İşgalci güçlerle Ülkücülerin
farkı bu olmalıdır. Nefsi ile mücadeleyi en büyük savaş olarak gören bir
inanışta ki amel eksikliği, insanların başına bakınız kıyameti koparmadı mı?.
Uzaktan yakından ilgili insanlar incinmedi mi? Kamuya bunun izahı nasıl yapılır
bilinmez.
Özet olarak denebilir ki;
Allah insanı zaafları olan varlık olarak
yaratmıştır. Başta bahsettiğimiz olayların mensuplarını bu açıdan kınamıyoruz.
Büyük söz söylemek bize yakışmaz. Allah korusun bizimde başımıza böyle şeyler
gelebilir. İtibarsızlaşma olayı programlı planlı olduğu için onları da
kınıyoruz. Velâkin şeytan varsa besmele de var kardeşim. Hırsız varsa tedbir de
var kardeşim. Düşman varsa itikatta amelde var, direnç de var kardeşim. Haklı
mücadele de İşgalci güçlerin neredeyse yarım asırdır kuru bir milliyetçilik
hamasetiyle koskoca bir kadroyu tek kanatlı kuş haline getirmeyi en büyük parti
politikası haline getirirsen mazlum dava adamlarının ahı tutar sizi be kardeşim.

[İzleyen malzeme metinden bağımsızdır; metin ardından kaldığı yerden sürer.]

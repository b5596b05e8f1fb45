use leptos::leptos_dom::helpers::{window_event_listener, WindowListenerHandle};
use leptos::prelude::*;

/// A single option in the searchable select.
#[derive(Debug, Clone, PartialEq)]
pub struct SelectOption {
    pub value: String,
    pub label: String,
    pub group: String,
    /// Id of a related record, used to pre-fill another field.
    pub linked: Option<i64>,
}

impl SelectOption {
    pub fn plain(value: &str, label: &str) -> Self {
        Self {
            value: value.to_string(),
            label: label.to_string(),
            group: String::new(),
            linked: None,
        }
    }
}

/// Filter by case-insensitive label match, then bucket by group in first-seen order.
pub fn group_options(all: Vec<SelectOption>, query: &str) -> (Vec<(String, Vec<SelectOption>)>, usize) {
    let query = query.to_lowercase();
    let filtered: Vec<_> = if query.is_empty() {
        all
    } else {
        all.into_iter()
            .filter(|o| o.label.to_lowercase().contains(&query))
            .collect()
    };

    let total = filtered.len();
    let mut groups: Vec<(String, Vec<SelectOption>)> = Vec::new();
    for opt in filtered {
        if let Some(g) = groups.iter_mut().find(|(name, _)| *name == opt.group) {
            g.1.push(opt);
        } else {
            groups.push((opt.group.clone(), vec![opt]));
        }
    }
    (groups, total)
}

/// A registered event listener that can be detached.
pub trait Listener {
    fn detach(self);
}

impl Listener for WindowListenerHandle {
    fn detach(self) {
        self.remove();
    }
}

/// Store `next` in `slot`, detaching whatever listener it held before.
fn replace_listener<L: Listener>(slot: &mut Option<L>, next: Option<L>) {
    if let Some(previous) = std::mem::replace(slot, next) {
        previous.detach();
    }
}

/// A searchable dropdown select component.
///
/// Replaces a native `<select>` with a text input that filters options
/// and a dropdown list grouped by category.
#[component]
pub fn SearchableSelect(
    /// Unique ID for this select instance.
    #[prop(into)]
    id: String,
    /// Placeholder text shown when nothing is selected.
    placeholder: &'static str,
    /// All available options.
    options: Signal<Vec<SelectOption>>,
    /// The currently selected value.
    value: Signal<String>,
    /// Callback when a value is selected.
    on_select: Callback<String>,
    /// Offer clearing the selection.
    #[prop(optional)]
    clearable: bool,
) -> impl IntoView {
    let (is_open, set_is_open) = signal(false);
    let (search_text, set_search_text) = signal(String::new());

    // Get display label for current selection
    let display_label = move || {
        let val = value.get();
        if val.is_empty() {
            return String::new();
        }
        options
            .get()
            .iter()
            .find(|o| o.value == val)
            .map(|o| o.label.clone())
            .unwrap_or(val)
    };

    let on_input_change = move |ev: leptos::ev::Event| {
        set_search_text.set(event_target_value(&ev));
        set_is_open.set(true);
    };

    let on_select_option = move |val: String| {
        on_select.run(val);
        set_is_open.set(false);
        set_search_text.set(String::new());
    };

    let on_clear = move |ev: leptos::ev::MouseEvent| {
        ev.prevent_default();
        ev.stop_propagation();
        on_select.run(String::new());
        set_search_text.set(String::new());
    };

    let open = move |_| {
        set_is_open.set(true);
        set_search_text.set(String::new());
    };

    // Close dropdown when clicking outside; one window listener while open
    let container_ref = NodeRef::<leptos::html::Div>::new();
    let outside_listener = StoredValue::new(None::<WindowListenerHandle>);
    let stop_listening = move || {
        outside_listener.try_update_value(|slot| replace_listener(slot, None));
    };

    Effect::new(move |_| {
        if !is_open.get() {
            stop_listening();
            return;
        }
        let handle = window_event_listener(leptos::ev::mousedown, move |ev| {
            use wasm_bindgen::JsCast;

            let Some(container) = container_ref.get_untracked() else {
                return;
            };
            let inside = ev
                .target()
                .and_then(|t| t.dyn_into::<web_sys::Node>().ok())
                .is_some_and(|node| container.contains(Some(&node)));
            if !inside {
                set_is_open.set(false);
            }
        });
        outside_listener.try_update_value(|slot| replace_listener(slot, Some(handle)));
    });

    on_cleanup(stop_listening);

    let dropdown_id = format!("{}-dropdown", id);

    view! {
        <div
            class="searchable-select"
            class:open=move || is_open.get()
            node_ref=container_ref
            id=id
        >
            {move || {
                if is_open.get() {
                    view! {
                        <input
                            type="text"
                            class="ss-search input"
                            placeholder="Caută..."
                            prop:value=move || search_text.get()
                            on:input=on_input_change
                            autofocus=true
                        />
                    }.into_any()
                } else {
                    let has_value = !value.get().is_empty();
                    let label = display_label();
                    let display_text = if label.is_empty() {
                        placeholder.to_string()
                    } else {
                        label
                    };

                    view! {
                        <div class="ss-display" class:has-value=has_value on:click=open>
                            <span class="ss-display-text">{display_text}</span>
                            <Show when=move || clearable && has_value>
                                <button type="button" class="ss-clear" on:click=on_clear title="Golește">
                                    "\u{2715}"
                                </button>
                            </Show>
                            <span class="ss-chevron">"\u{25BE}"</span>
                        </div>
                    }.into_any()
                }
            }}

            {move || {
                if !is_open.get() {
                    return view! { <div style="display:none"></div> }.into_any();
                }

                let (groups, count) = group_options(options.get(), &search_text.get());

                if count == 0 {
                    return view! {
                        <div class="ss-dropdown">
                            <div class="ss-empty">"Niciun rezultat"</div>
                        </div>
                    }.into_any();
                }

                let group_views: Vec<_> = groups.into_iter().map(|(group_name, items)| {
                    let item_views: Vec<_> = items.into_iter().map(|opt| {
                        let val = opt.value.clone();
                        let is_selected = value.get() == val;
                        let selected_class = if is_selected { "ss-option selected" } else { "ss-option" };
                        view! {
                            <div
                                class={selected_class}
                                on:mousedown=move |_| on_select_option(val.clone())
                            >
                                {opt.label}
                            </div>
                        }
                    }).collect();

                    let has_label = !group_name.is_empty();
                    view! {
                        <div class="ss-group">
                            <Show when=move || has_label>
                                <div class="ss-group-label">{group_name.clone()}</div>
                            </Show>
                            {item_views}
                        </div>
                    }
                }).collect();

                let count_label = format!("{} {}", count, if count == 1 { "rezultat" } else { "rezultate" });

                view! {
                    <div class="ss-dropdown" id={dropdown_id.clone()}>
                        <div class="ss-options">
                            {group_views}
                            <div class="ss-count">{count_label}</div>
                        </div>
                    </div>
                }.into_any()
            }}
        </div>
    }
}

#[cfg(test)]
mod tests {
    use super::*;

    fn opt(value: &str, label: &str, group: &str) -> SelectOption {
        SelectOption {
            value: value.to_string(),
            label: label.to_string(),
            group: group.to_string(),
            linked: None,
        }
    }

    #[test]
    fn test_group_options_preserves_first_seen_order() {
        let all = vec![
            opt("1", "Scratch Junior", "Programare"),
            opt("2", "Lego Spike", "Robotica"),
            opt("3", "Python", "Programare"),
        ];
        let (groups, total) = group_options(all, "");
        assert_eq!(total, 3);
        assert_eq!(groups[0].0, "Programare");
        assert_eq!(groups[0].1.len(), 2);
        assert_eq!(groups[1].0, "Robotica");
    }

    struct Counted(std::rc::Rc<std::cell::Cell<u32>>);

    impl Listener for Counted {
        fn detach(self) {
            self.0.set(self.0.get() + 1);
        }
    }

    #[test]
    fn test_reopening_detaches_previous_listener() {
        let detached = std::rc::Rc::new(std::cell::Cell::new(0));
        let mut slot = None;
        for _ in 0..3 {
            replace_listener(&mut slot, Some(Counted(detached.clone())));
        }
        assert_eq!(detached.get(), 2);
        assert!(slot.is_some());

        replace_listener(&mut slot, None);
        assert_eq!(detached.get(), 3);
        assert!(slot.is_none());

        replace_listener::<Counted>(&mut slot, None);
        assert_eq!(detached.get(), 3);
    }

    #[test]
    fn test_group_options_filters_case_insensitive() {
        let all = vec![opt("1", "Scratch Junior", ""), opt("2", "Lego Spike", "")];
        let (groups, total) = group_options(all, "LEGO");
        assert_eq!(total, 1);
        assert_eq!(groups[0].1[0].value, "2");
    }
}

Memleket sathında gönüllü 100
Ülkücünün Bir araya gelerek rayında çıkmış ama iddiası devam eden bu siyasi
davaya tekrardan istikamet belirlemenin tam zamanıdır.
Mevcutlara da kendinize dönün
diyeceğim ama zaten kendileri buymuş...
“SES ver Türkiye” diyorsunuz. Türkiye sizin bu
halinizle neyinize ses versin .Baraj aşıldı ama olduğunuz yerde sayıyorsunuz. Yoksa
A takımı işgalcilerinizin irfanlı maharetlerine tavır alamayacak kadar
ideolojik körlük üzere olmanız, iki dünyanızı da berbat edecektir. Bilesiniz… Tabi projeniz bu ise!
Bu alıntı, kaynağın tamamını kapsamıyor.